[Entries taken from a collection]
╔══

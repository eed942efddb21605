//! Index and feed assembly.

use chrono::{DateTime, Utc};
use quick_xml::errors::{Error as XmlError, IllFormedError};
use quick_xml::events::Event;
use quick_xml::Reader;

use crate::error::Result;
use crate::render::{cdata_safe, escape_xml};

/// Date as shown to readers, e.g. "January 1, 2025".
pub fn human_date(dt: &DateTime<Utc>) -> String {
    dt.format("%B %-d, %Y").to_string()
}

/// ISO 8601 for `datetime` attributes.
pub fn iso_datetime(dt: &DateTime<Utc>) -> String {
    dt.to_rfc3339()
}

/// RFC 822 date for `pubDate`.
pub fn rfc822_date(dt: &DateTime<Utc>) -> String {
    dt.format("%a, %d %b %Y %H:%M:%S +0000").to_string()
}

/// One entry of the feed.
#[derive(Debug, Clone, Copy)]
pub struct FeedItem<'a> {
    pub title: &'a str,
    pub link: &'a str,
    pub published: DateTime<Utc>,
    /// HTML content, embedded as CDATA.
    pub content: &'a str,
}

impl FeedItem<'_> {
    pub fn to_xml(&self) -> String {
        let link = escape_xml(self.link);
        format!(
            "<item>\n  <title>{}</title>\n  <link>{link}</link>\n  <pubDate>{}</pubDate>\n  <description><![CDATA[{}]]></description>\n  <guid>{link}</guid>\n</item>",
            escape_xml(self.title),
            rfc822_date(&self.published),
            cdata_safe(self.content),
        )
    }
}

/// `<item>` elements joined by newlines, in the given order.
pub fn feed_items(items: &[FeedItem<'_>]) -> String {
    items.iter().map(FeedItem::to_xml).collect::<Vec<_>>().join("\n")
}

/// Check that every element in `doc` is closed.
///
/// Templates are free text, so a broken `feed.xml` is only detected here.
pub fn check_well_formed(doc: &str) -> Result<()> {
    let mut reader = Reader::from_str(doc);
    let mut open: Vec<Vec<u8>> = Vec::new();
    loop {
        match reader.read_event()? {
            Event::Start(e) => open.push(e.name().as_ref().to_vec()),
            Event::End(_) => {
                open.pop();
            }
            Event::Eof => break,
            _ => {}
        }
    }
    match open.pop() {
        Some(name) => Err(XmlError::IllFormed(IllFormedError::MissingEndTag(
            String::from_utf8_lossy(&name).into_owned(),
        ))
        .into()),
        None => Ok(()),
    }
}
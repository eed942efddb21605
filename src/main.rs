//! notepress - publish notes as a static site

use std::path::PathBuf;
use std::process::ExitCode;

use clap::{Args, Parser, Subcommand};
use tracing_subscriber::EnvFilter;

use notepress::config::Config;
use notepress::export::{self, ExportedNote};
use notepress::publish::{Publisher, StaleOutput, TemplateSet};
use notepress::source::{NoteSource, SqliteSource};

#[derive(Parser)]
#[command(name = "notepress")]
#[command(version, about = "Publish notes as a static site", long_about = None)]
#[command(after_help = "EXAMPLES:
    notepress publish                     Publish using ./config.json
    notepress publish --reslug            Recompute slugs, adding redirects
    notepress publish --site-url URL      Publish for another host
    notepress export -o notes.json -f     Dump notes with formatting runs")]
struct Cli {
    #[command(subcommand)]
    command: Command,

    /// Configuration file (default: ./config.json if present)
    #[arg(short, long, global = true, value_name = "FILE")]
    config: Option<PathBuf>,

    /// Notes folder to read (overrides config)
    #[arg(long, global = true)]
    folder: Option<String>,

    /// Notes database (overrides config)
    #[arg(long, global = true, value_name = "FILE")]
    database: Option<PathBuf>,

    /// Only log warnings and errors
    #[arg(short, long, global = true, conflicts_with = "verbose")]
    quiet: bool,

    /// Log debug detail
    #[arg(short, long, global = true)]
    verbose: bool,
}

#[derive(Subcommand)]
enum Command {
    /// Render changed notes and update the site
    Publish(PublishArgs),
    /// List notes, or write them as JSON
    Export(ExportArgs),
}

#[derive(Args)]
struct PublishArgs {
    /// Output directory (overrides config)
    #[arg(short, long, value_name = "DIR")]
    output: Option<PathBuf>,

    /// Template directory (overrides config)
    #[arg(short, long, value_name = "DIR")]
    templates: Option<PathBuf>,

    /// Recompute every slug; changed slugs get redirects
    #[arg(long)]
    reslug: bool,

    /// Render every note even if unchanged
    #[arg(long)]
    force: bool,

    /// Delete pages of moved and deleted notes
    #[arg(long)]
    remove_stale: bool,

    /// Render workers (overrides config)
    #[arg(short, long)]
    jobs: Option<usize>,

    /// Site URL used in links and the feed (overrides config)
    #[arg(long, value_name = "URL")]
    site_url: Option<String>,

    /// Site title (overrides config)
    #[arg(long, value_name = "TEXT")]
    site_title: Option<String>,

    /// Site description for the feed (overrides config)
    #[arg(long, value_name = "TEXT")]
    site_description: Option<String>,
}

#[derive(Args)]
struct ExportArgs {
    /// Write JSON here instead of listing notes
    #[arg(short, long, value_name = "FILE")]
    output: Option<PathBuf>,

    /// Include formatting runs in the JSON
    #[arg(short, long)]
    formatting: bool,
}

fn main() -> ExitCode {
    let cli = Cli::parse();
    init_tracing(cli.quiet, cli.verbose);

    let result = match load_config(&cli) {
        Ok(config) => match &cli.command {
            Command::Publish(args) => publish(config, args),
            Command::Export(args) => export(&config, args),
        },
        Err(e) => Err(e),
    };

    match result {
        Ok(()) => ExitCode::SUCCESS,
        Err(e) => {
            tracing::error!("{e}");
            eprintln!("error: {e}");
            ExitCode::FAILURE
        }
    }
}

fn init_tracing(quiet: bool, verbose: bool) {
    let default = if quiet {
        "notepress=warn"
    } else if verbose {
        "notepress=debug"
    } else {
        "notepress=info"
    };
    let filter = EnvFilter::try_from_default_env().unwrap_or_else(|_| EnvFilter::new(default));
    tracing_subscriber::fmt()
        .with_env_filter(filter)
        .with_writer(std::io::stderr)
        .init();
}

fn load_config(cli: &Cli) -> notepress::Result<Config> {
    let mut config = Config::load(cli.config.as_deref())?;
    if let Some(folder) = &cli.folder {
        config.notes_folder_name = folder.clone();
    }
    if let Some(database) = &cli.database {
        config.database_path = Some(database.clone());
    }
    if let Command::Publish(args) = &cli.command {
        if let Some(output) = &args.output {
            config.output_directory = output.clone();
        }
        if let Some(templates) = &args.templates {
            config.template_directory = templates.clone();
        }
        if args.remove_stale {
            config.stale_output = StaleOutput::Remove;
        }
        if args.jobs.is_some() {
            config.jobs = args.jobs;
        }
        if let Some(url) = &args.site_url {
            config.site_url = url.clone();
        }
        if let Some(title) = &args.site_title {
            config.site_title = title.clone();
        }
        if let Some(description) = &args.site_description {
            config.site_description = description.clone();
        }
    }
    config.validate()?;
    Ok(config)
}

fn publish(config: Config, args: &PublishArgs) -> notepress::Result<()> {
    // Templates first: a missing one must stop the run before any note is read.
    let templates = TemplateSet::load(&config.template_directory)?;
    let source = SqliteSource::open(&config.database_path()?, &config.notes_folder_name)?;

    let mut options = config.publish_options();
    options.reslug = args.reslug;
    options.force = args.force;

    let report = Publisher::new(options, templates).run(&source)?;

    for rejected in &report.rejected {
        eprintln!("rejected: {} ({:?}): {}", rejected.id, rejected.title, rejected.reason);
    }
    for warning in &report.warnings {
        eprintln!("warning: {warning}");
    }
    println!(
        "{} new, {} changed, {} moved, {} unchanged, {} deleted; {} files written",
        report.new.len(),
        report.changed.len(),
        report.moved.len(),
        report.unchanged,
        report.deleted.len(),
        report.written.len()
    );
    Ok(())
}

fn export(config: &Config, args: &ExportArgs) -> notepress::Result<()> {
    let source = SqliteSource::open(&config.database_path()?, &config.notes_folder_name)?;
    source.check_schema()?;
    let notes = source.notes()?;
    println!("Found {} notes in '{}'", notes.len(), config.notes_folder_name);

    match &args.output {
        Some(path) => {
            export::write_json(&notes, path, args.formatting)?;
            println!("Exported {} notes to {}", notes.len(), path.display());
        }
        None => {
            for note in &notes {
                println!("{}", ExportedNote::from_note(note, false).summary());
            }
        }
    }
    Ok(())
}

╚══

Looking at the entries above, copy out every line in which "static" occurs.

# THE ANSWER
//! notepress - publish notes as a static site
#[command(version, about = "Publish notes as a static site", long_about = None)]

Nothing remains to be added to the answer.